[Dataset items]
********************

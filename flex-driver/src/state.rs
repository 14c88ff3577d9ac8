//! Driver-facing state and volume records

use flex_core::MemorySize;
use serde::{Deserialize, Serialize};
use serde_json::Value;
use std::fmt;

/// State of a container as reported by the runtime
#[derive(Debug, Clone, Copy, PartialEq, Eq, Serialize, Deserialize)]
#[serde(rename_all = "lowercase")]
pub enum ContainerState {
    /// Container is running
    Running,
    /// Container exists and is stopped
    Stopped,
    /// Runtime could not determine the state (starting, freezing, ...)
    Unknown,
}

impl ContainerState {
    /// Parse the state name printed by `lxc-info`
    #[must_use]
    pub fn from_lxc(state: &str) -> Self {
        match state.trim().to_ascii_uppercase().as_str() {
            "RUNNING" => Self::Running,
            "STOPPED" => Self::Stopped,
            _ => Self::Unknown,
        }
    }
}

impl fmt::Display for ContainerState {
    fn fmt(&self, f: &mut fmt::Formatter<'_>) -> fmt::Result {
        match self {
            Self::Running => write!(f, "running"),
            Self::Stopped => write!(f, "stopped"),
            Self::Unknown => write!(f, "unknown"),
        }
    }
}

/// Power state reported to the orchestration framework
#[derive(Debug, Clone, Copy, PartialEq, Eq, Serialize, Deserialize)]
#[serde(rename_all = "lowercase")]
pub enum PowerState {
    /// Instance is running
    Running,
    /// Instance is shut down
    Shutdown,
}

impl fmt::Display for PowerState {
    fn fmt(&self, f: &mut fmt::Formatter<'_>) -> fmt::Result {
        match self {
            Self::Running => write!(f, "running"),
            Self::Shutdown => write!(f, "shutdown"),
        }
    }
}

/// Result of `get_info`
#[derive(Debug, Clone, PartialEq, Eq, Serialize, Deserialize)]
pub struct InstanceInfo {
    /// Power state
    pub state: PowerState,
    /// Memory limit in KB
    pub max_mem_kb: u64,
    /// Memory in use in KB
    pub mem_kb: u64,
    /// Number of virtual CPUs
    pub num_cpu: u32,
    /// CPU time used in nanoseconds
    pub cpu_time_ns: u64,
}

impl InstanceInfo {
    /// Info with limits taken from the flavor and no usage figures
    #[must_use]
    pub const fn from_flavor(state: PowerState, memory: MemorySize, vcpus: u32) -> Self {
        Self {
            state,
            max_mem_kb: memory.whole_kb(),
            mem_kb: 0,
            num_cpu: vcpus,
            cpu_time_ns: 0,
        }
    }
}

/// How a reboot should be performed
#[derive(Debug, Clone, Copy, PartialEq, Eq, Default, Serialize, Deserialize)]
#[serde(rename_all = "UPPERCASE")]
pub enum RebootType {
    /// Ask the container init to reboot
    #[default]
    Soft,
    /// Force stop then start
    Hard,
}

/// Host identity handed to the volume service
#[derive(Debug, Clone, PartialEq, Eq, Serialize, Deserialize)]
pub struct VolumeConnector {
    /// Management IP address
    pub ip: String,
    /// iSCSI initiator name, when the host has one
    pub initiator: Option<String>,
    /// Host name
    pub host: String,
}

/// Volume connection details from the volume service
#[derive(Debug, Clone, PartialEq, Serialize, Deserialize)]
pub struct ConnectionInfo {
    /// Volume transport (`iscsi`, `local`, ...)
    pub driver_volume_type: String,
    /// Transport-specific data
    #[serde(default)]
    pub data: Value,
}

impl ConnectionInfo {
    /// Create connection info for an already attached host block device
    #[must_use]
    pub fn local(device_path: &str) -> Self {
        Self {
            driver_volume_type: "local".to_string(),
            data: serde_json::json!({ "device_path": device_path }),
        }
    }

    /// Host block device backing the volume
    #[must_use]
    pub fn device_path(&self) -> Option<&str> {
        self.data
            .get("device_path")
            .and_then(Value::as_str)
            .filter(|path| !path.is_empty())
    }
}

/// Volume to attach when an instance is spawned
#[derive(Debug, Clone, PartialEq, Serialize, Deserialize)]
pub struct BlockDevice {
    /// Volume connection details
    pub connection_info: ConnectionInfo,
    /// Mountpoint inside the instance
    pub mount_device: String,
}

********************

## WHAT TO DO
All records should be written out again exactly as given.

## SOLUTION TO THE EXERCISE
filename flex-driver/src/state.rs
repository 14c88ff3577d9ac8
//! Driver-facing state and volume records

use flex_core::MemorySize;
use serde::{Deserialize, Serialize};
use serde_json::Value;
use std::fmt;

/// State of a container as reported by the runtime
#[derive(Debug, Clone, Copy, PartialEq, Eq, Serialize, Deserialize)]
#[serde(rename_all = "lowercase")]
pub enum ContainerState {
    /// Container is running
    Running,
    /// Container exists and is stopped
    Stopped,
    /// Runtime could not determine the state (starting, freezing, ...)
    Unknown,
}

impl ContainerState {
    /// Parse the state name printed by `lxc-info`
    #[must_use]
    pub fn from_lxc(state: &str) -> Self {
        match state.trim().to_ascii_uppercase().as_str() {
            "RUNNING" => Self::Running,
            "STOPPED" => Self::Stopped,
            _ => Self::Unknown,
        }
    }
}

impl fmt::Display for ContainerState {
    fn fmt(&self, f: &mut fmt::Formatter<'_>) -> fmt::Result {
        match self {
            Self::Running => write!(f, "running"),
            Self::Stopped => write!(f, "stopped"),
            Self::Unknown => write!(f, "unknown"),
        }
    }
}

/// Power state reported to the orchestration framework
#[derive(Debug, Clone, Copy, PartialEq, Eq, Serialize, Deserialize)]
#[serde(rename_all = "lowercase")]
pub enum PowerState {
    /// Instance is running
    Running,
    /// Instance is shut down
    Shutdown,
}

impl fmt::Display for PowerState {
    fn fmt(&self, f: &mut fmt::Formatter<'_>) -> fmt::Result {
        match self {
            Self::Running => write!(f, "running"),
            Self::Shutdown => write!(f, "shutdown"),
        }
    }
}

/// Result of `get_info`
#[derive(Debug, Clone, PartialEq, Eq, Serialize, Deserialize)]
pub struct InstanceInfo {
    /// Power state
    pub state: PowerState,
    /// Memory limit in KB
    pub max_mem_kb: u64,
    /// Memory in use in KB
    pub mem_kb: u64,
    /// Number of virtual CPUs
    pub num_cpu: u32,
    /// CPU time used in nanoseconds
    pub cpu_time_ns: u64,
}

impl InstanceInfo {
    /// Info with limits taken from the flavor and no usage figures
    #[must_use]
    pub const fn from_flavor(state: PowerState, memory: MemorySize, vcpus: u32) -> Self {
        Self {
            state,
            max_mem_kb: memory.whole_kb(),
            mem_kb: 0,
            num_cpu: vcpus,
            cpu_time_ns: 0,
        }
    }
}

/// How a reboot should be performed
#[derive(Debug, Clone, Copy, PartialEq, Eq, Default, Serialize, Deserialize)]
#[serde(rename_all = "UPPERCASE")]
pub enum RebootType {
    /// Ask the container init to reboot
    #[default]
    Soft,
    /// Force stop then start
    Hard,
}

/// Host identity handed to the volume service
#[derive(Debug, Clone, PartialEq, Eq, Serialize, Deserialize)]
pub struct VolumeConnector {
    /// Management IP address
    pub ip: String,
    /// iSCSI initiator name, when the host has one
    pub initiator: Option<String>,
    /// Host name
    pub host: String,
}

/// Volume connection details from the volume service
#[derive(Debug, Clone, PartialEq, Serialize, Deserialize)]
pub struct ConnectionInfo {
    /// Volume transport (`iscsi`, `local`, ...)
    pub driver_volume_type: String,
    /// Transport-specific data
    #[serde(default)]
    pub data: Value,
}

impl ConnectionInfo {
    /// Create connection info for an already attached host block device
    #[must_use]
    pub fn local(device_path: &str) -> Self {
        Self {
            driver_volume_type: "local".to_string(),
            data: serde_json::json!({ "device_path": device_path }),
        }
    }

    /// Host block device backing the volume
    #[must_use]
    pub fn device_path(&self) -> Option<&str> {
        self.data
            .get("device_path")
            .and_then(Value::as_str)
            .filter(|path| !path.is_empty())
    }
}

/// Volume to attach when an instance is spawned
#[derive(Debug, Clone, PartialEq, Serialize, Deserialize)]
pub struct BlockDevice {
    /// Volume connection details
    pub connection_info: ConnectionInfo,
    /// Mountpoint inside the instance
    pub mount_device: String,
}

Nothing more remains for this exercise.